Todd worked with three men to clamp the transfer hose into the hatch of cargo hold 7. He moved in a barely controlled frenzy, like the rest of his team, and they ended up getting in each other’s way. The clamorous racket, the foul fumes, and the treacherous deck made conditions worse.

Todd pulled a wrench from a deep pocket on his greasy slicker and tightened the seal. “Start the pumps!” he yelled, raising a gloved hand.

Farther up the deck, the Oilstar helicopter pilot waved an acknowledgement, then spoke into the chopper’s radio. A few moments later, the hose shuddered as
Tiberius
started another pump. More crude began to flow out of the
Zoroaster
’s hold.

Todd stumbled to the deck rail. The weather slicker hid much of his big-boned frame, but he had managed to smear oil over his craggy face and brown hair. He coughed and spat over the rail.
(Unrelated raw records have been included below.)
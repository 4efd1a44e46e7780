/*!
 * Prompt templates for contextual translation.
 *
 * The context block is appended to the backend's system prompt. It lists
 * earlier translations of the same entry and translations of similar entries
 * so that the backend keeps terminology consistent across variants.
 */

use crate::translation::context::{EntryContext, HistoricalTranslation, SimilarTranslation};

/// Builder for the consistency section of a system prompt.
#[derive(Debug, Clone, Default)]
pub struct ContextPromptBuilder {
    history: Vec<HistoricalTranslation>,
    similar: Vec<SimilarTranslation>,
}

impl ContextPromptBuilder {
    /// Heading of the same-entry section.
    pub const HISTORY_HEADER: &'static str =
        "This text has been translated before in other versions. Stay consistent with these translations unless the source changed meaning:";

    /// Heading of the similar-entry section.
    pub const SIMILAR_HEADER: &'static str =
        "Similar texts have been translated as follows. Reuse their terminology:";

    /// Closing instruction.
    pub const FOOTER: &'static str =
        "Only return the translated text, without quotes or explanations.";

    pub fn new() -> Self {
        Self::default()
    }

    pub fn with_history(mut self, history: &[HistoricalTranslation]) -> Self {
        self.history = history.to_vec();
        self
    }

    pub fn with_similar(mut self, similar: &[SimilarTranslation]) -> Self {
        self.similar = similar.to_vec();
        self
    }

    pub fn from_context(context: &EntryContext) -> Self {
        Self::new()
            .with_history(&context.history)
            .with_similar(&context.similar)
    }

    /// Render the section; empty when there is nothing to show.
    pub fn build(&self) -> String {
        if self.history.is_empty() && self.similar.is_empty() {
            return String::new();
        }

        let mut sections = Vec::new();

        if !self.history.is_empty() {
            let mut section = String::from(Self::HISTORY_HEADER);
            for item in &self.history {
                section.push_str(&format!(
                    "\n- [{}] {} => {}",
                    item.variant,
                    quote(&item.raw),
                    quote(&item.translation)
                ));
            }
            sections.push(section);
        }

        if !self.similar.is_empty() {
            let mut section = String::from(Self::SIMILAR_HEADER);
            for item in &self.similar {
                section.push_str(&format!("\n- {} => {}", quote(&item.raw), quote(&item.translation)));
            }
            sections.push(section);
        }

        sections.push(Self::FOOTER.to_string());
        sections.join("\n\n")
    }
}

fn quote(text: &str) -> String {
    format!("\"{}\"", text.replace('\n', "\\n"))
}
Below, brownish-black oil continued to bubble out of the torn hull like a vile potion in a cauldron. The oil lay two feet thick on top of the water. If it
was
up to him, he’d just as soon toss the tanker captain overboard into the mess; the idiot should have at least gone down with his ship, like a real captain, after causing a disaster like this.

With the outgoing tide and turbulent weather, there was a very good chance the
Zoroaster
would slip off and plunge into the deep channel. If that happened, the tanker would drag with it the 900,000 barrels of oil still on board. Its cargo holds would leak into the Bay for years.